TASK BRIEF
Take each line of the entries below that contains "intersections" and copy it.

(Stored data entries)
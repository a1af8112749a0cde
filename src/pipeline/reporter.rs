// SPDX-License-Identifier: Apache-2.0
// Copyright (c) 2025 Polyframe Inc.

//! Pipeline report writers: JSON, Markdown and terminal

use anyhow::{Context, Result};
use colored::{ColoredString, Colorize};
use std::fs;
use std::path::Path;

use super::config::AbortPolicy;
use super::types::PipelineReport;

/// Pipeline reporter
pub struct PipelineReporter;

impl PipelineReporter {
    /// Write JSON report
    pub fn write_json(report: &PipelineReport, path: impl AsRef<Path>) -> Result<()> {
        let json = serde_json::to_string_pretty(report).context("Failed to serialize report")?;
        fs::write(path.as_ref(), json)
            .with_context(|| format!("Failed to write report: {:?}", path.as_ref()))?;
        Ok(())
    }

    /// Write Markdown report
    pub fn write_markdown(report: &PipelineReport, path: impl AsRef<Path>) -> Result<()> {
        fs::write(path.as_ref(), Self::markdown(report))
            .with_context(|| format!("Failed to write report: {:?}", path.as_ref()))?;
        Ok(())
    }

    /// Render the report as Markdown
    pub fn markdown(report: &PipelineReport) -> String {
        let mut md = String::new();

        // Header
        md.push_str("# Mesh Adaptation Report\n\n");
        md.push_str(&format!("**Generated:** {}\n\n", report.timestamp));
        md.push_str("---\n\n");

        // Summary
        md.push_str("## Summary\n\n");
        md.push_str(&format!("- **Vertices:** {}\n", report.vertex_count));
        md.push_str(&format!("- **Cells:** {}\n", report.cell_count));
        md.push_str(&format!("- **Segments:** {}\n", report.segment_count));
        md.push_str(&format!("- **Defects:** {}\n", report.defect_count()));
        md.push_str(&format!("- **Total Duration:** {:.3}s\n\n", report.total_duration.as_secs_f64()));
        md.push_str("---\n\n");

        // Orientation
        let orientation = &report.orientation;
        md.push_str("## Orientation\n\n");
        md.push_str(&format!("- **Consistent:** {}\n", orientation.consistent));
        md.push_str(&format!("- **Corrected:** {}\n", orientation.corrected));
        md.push_str(&format!("- **Seed flips:** {}\n", orientation.seed_flips));
        md.push_str(&format!("- **Leftover:** {}\n", orientation.leftover));
        md.push_str(&format!("- **Errors:** {}\n\n", orientation.errors));
        md.push_str("| Segment | Seed | Consistent | Inherited | Corrected | Leftover | Errors |\n");
        md.push_str("|---|---|---|---|---|---|---|\n");
        for segment in &orientation.segments {
            let seed = segment
                .seed
                .map_or_else(|| "-".to_string(), |cell| cell.to_string());
            md.push_str(&format!(
                "| {} | {}{} | {} | {} | {} | {} | {} |\n",
                segment.name,
                seed,
                if segment.seed_flipped { " (flipped)" } else { "" },
                segment.consistent,
                segment.inherited,
                segment.corrected,
                segment.leftover,
                segment.errors
            ));
        }
        md.push('\n');

        // Normals
        md.push_str("## Normals\n\n");
        md.push_str(&format!("- **Interface cells:** {}\n", report.normals.interface_cells));
        md.push_str(&format!("- **Sign conflicts:** {}\n", report.normals.sign_conflicts));
        md.push_str(&format!("- **Unresolved:** {}\n", report.normals.unresolved));
        md.push_str(&format!("- **Degenerate cells:** {}\n\n", report.normals.degenerate_cells));

        if let Some(ref topology) = report.topology {
            md.push_str("## Topology\n\n");
            md.push_str(&format!("- **Non-manifold edges:** {}\n", topology.non_manifold_edge_count));
            md.push_str(&format!("- **Duplicate vertices:** {}\n", topology.duplicate_vertex_count));
            md.push_str(&format!("- **Duplicate edges:** {}\n", topology.duplicate_edge_count));
            md.push_str(&format!("- **Duplicate cells:** {}\n", topology.duplicate_cell_count));
            md.push_str(&format!("- **Boundary edges:** {}\n\n", topology.boundary_edge_count));
        }

        if let Some(ref geometry) = report.geometry {
            md.push_str("## Geometry\n\n");
            md.push_str(&format!("- **Self-intersections:** {}\n", geometry.intersection_count));
            md.push_str(&format!("- **Pairs tested:** {}\n", geometry.candidate_pairs));
            for segment in geometry.segments.iter().filter(|s| s.intersection_count() > 0) {
                md.push_str(&format!("- `{}`:", segment.name));
                for (a, b) in &segment.intersecting_pairs {
                    md.push_str(&format!(" ({a}, {b})"));
                }
                md.push('\n');
            }
            md.push('\n');
        }

        if let Some(ref sewing) = report.sewing {
            md.push_str("## Sewing\n\n");
            md.push_str(&format!(
                "- **Vertices:** {} -> {}\n",
                sewing.vertices_before, sewing.vertices_after
            ));
            md.push_str(&format!("- **Merged:** {}\n", sewing.merged_vertices));
            md.push_str(&format!("- **Collapsed cells:** {}\n\n", sewing.collapsed_cells));
        }

        // Timings
        md.push_str("## Timings\n\n");
        for timing in &report.timings {
            md.push_str(&format!(
                "- **{}:** {:.3}s\n",
                timing.stage.as_str(),
                timing.duration.as_secs_f64()
            ));
        }
        md
    }

    /// Print terminal summary
    pub fn print_summary(report: &PipelineReport, policy: &AbortPolicy) {
        println!("\n{}", "═".repeat(80).white());
        println!("{}", "Mesh Adaptation Report".bold());
        println!("{}", "═".repeat(80).white());
        println!("  {} {}", "Timestamp:".white(), report.timestamp.cyan());
        println!(
            "  {} {} vertices, {} cells, {} segments",
            "Mesh:".white(),
            report.vertex_count.to_string().cyan(),
            report.cell_count.to_string().cyan(),
            report.segment_count.to_string().cyan()
        );
        println!(
            "  {} {:.3}s",
            "Duration:".white(),
            report.total_duration.as_secs_f64()
        );

        println!("\n{}", "Stages".bold());
        println!("{}", "─".repeat(80).white());

        let orientation = &report.orientation;
        println!(
            "  {} {}: {} consistent, {} corrected, {} leftover, {} errors",
            status_icon(orientation.is_clean()),
            "ORIENTATION".cyan(),
            orientation.consistent.to_string().green(),
            orientation.corrected.to_string().yellow(),
            count(orientation.leftover),
            count(orientation.errors)
        );
        println!(
            "  {} {}: {} interface cells, {} conflicts, {} unresolved",
            status_icon(report.normals.is_clean()),
            "NORMALS".cyan(),
            report.normals.interface_cells.to_string().white(),
            count(report.normals.sign_conflicts),
            count(report.normals.unresolved)
        );
        if let Some(ref topology) = report.topology {
            println!(
                "  {} {}: {} non-manifold edges, {} duplicate vertices, {} duplicate edges, {} duplicate cells",
                status_icon(topology.is_clean()),
                "TOPOLOGY".cyan(),
                count(topology.non_manifold_edge_count),
                count(topology.duplicate_vertex_count),
                count(topology.duplicate_edge_count),
                count(topology.duplicate_cell_count)
            );
        }
        if let Some(ref geometry) = report.geometry {
            println!(
                "  {} {}: {} self-intersections in {} pairs",
                status_icon(geometry.is_clean()),
                "GEOMETRY".cyan(),
                count(geometry.intersection_count),
                geometry.candidate_pairs.to_string().white()
            );
        }
        if let Some(ref sewing) = report.sewing {
            println!(
                "  {} {}: {} -> {} vertices ({} merged)",
                status_icon(true),
                "SEWING".cyan(),
                sewing.vertices_before.to_string().white(),
                sewing.vertices_after.to_string().white(),
                sewing.merged_vertices.to_string().yellow()
            );
        }

        let reasons = report.blocking_reasons(policy);
        println!("{}", "─".repeat(80).white());
        if reasons.is_empty() {
            println!("  {}", "Ready for volume meshing".green().bold());
        } else {
            println!("  {} {}", "Not ready:".red().bold(), reasons.join(", ").red());
        }
        println!("{}", "═".repeat(80).white());
    }
}

fn status_icon(clean: bool) -> ColoredString {
    if clean {
        "✓".green()
    } else {
        "✗".red()
    }
}

fn count(value: usize) -> ColoredString {
    if value > 0 {
        value.to_string().red()
    } else {
        value.to_string().green()
    }
}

ANSWER TO THIS PROBLEM
            md.push_str(&format!("- **Self-intersections:** {}\n", geometry.intersection_count));
                "  {} {}: {} self-intersections in {} pairs",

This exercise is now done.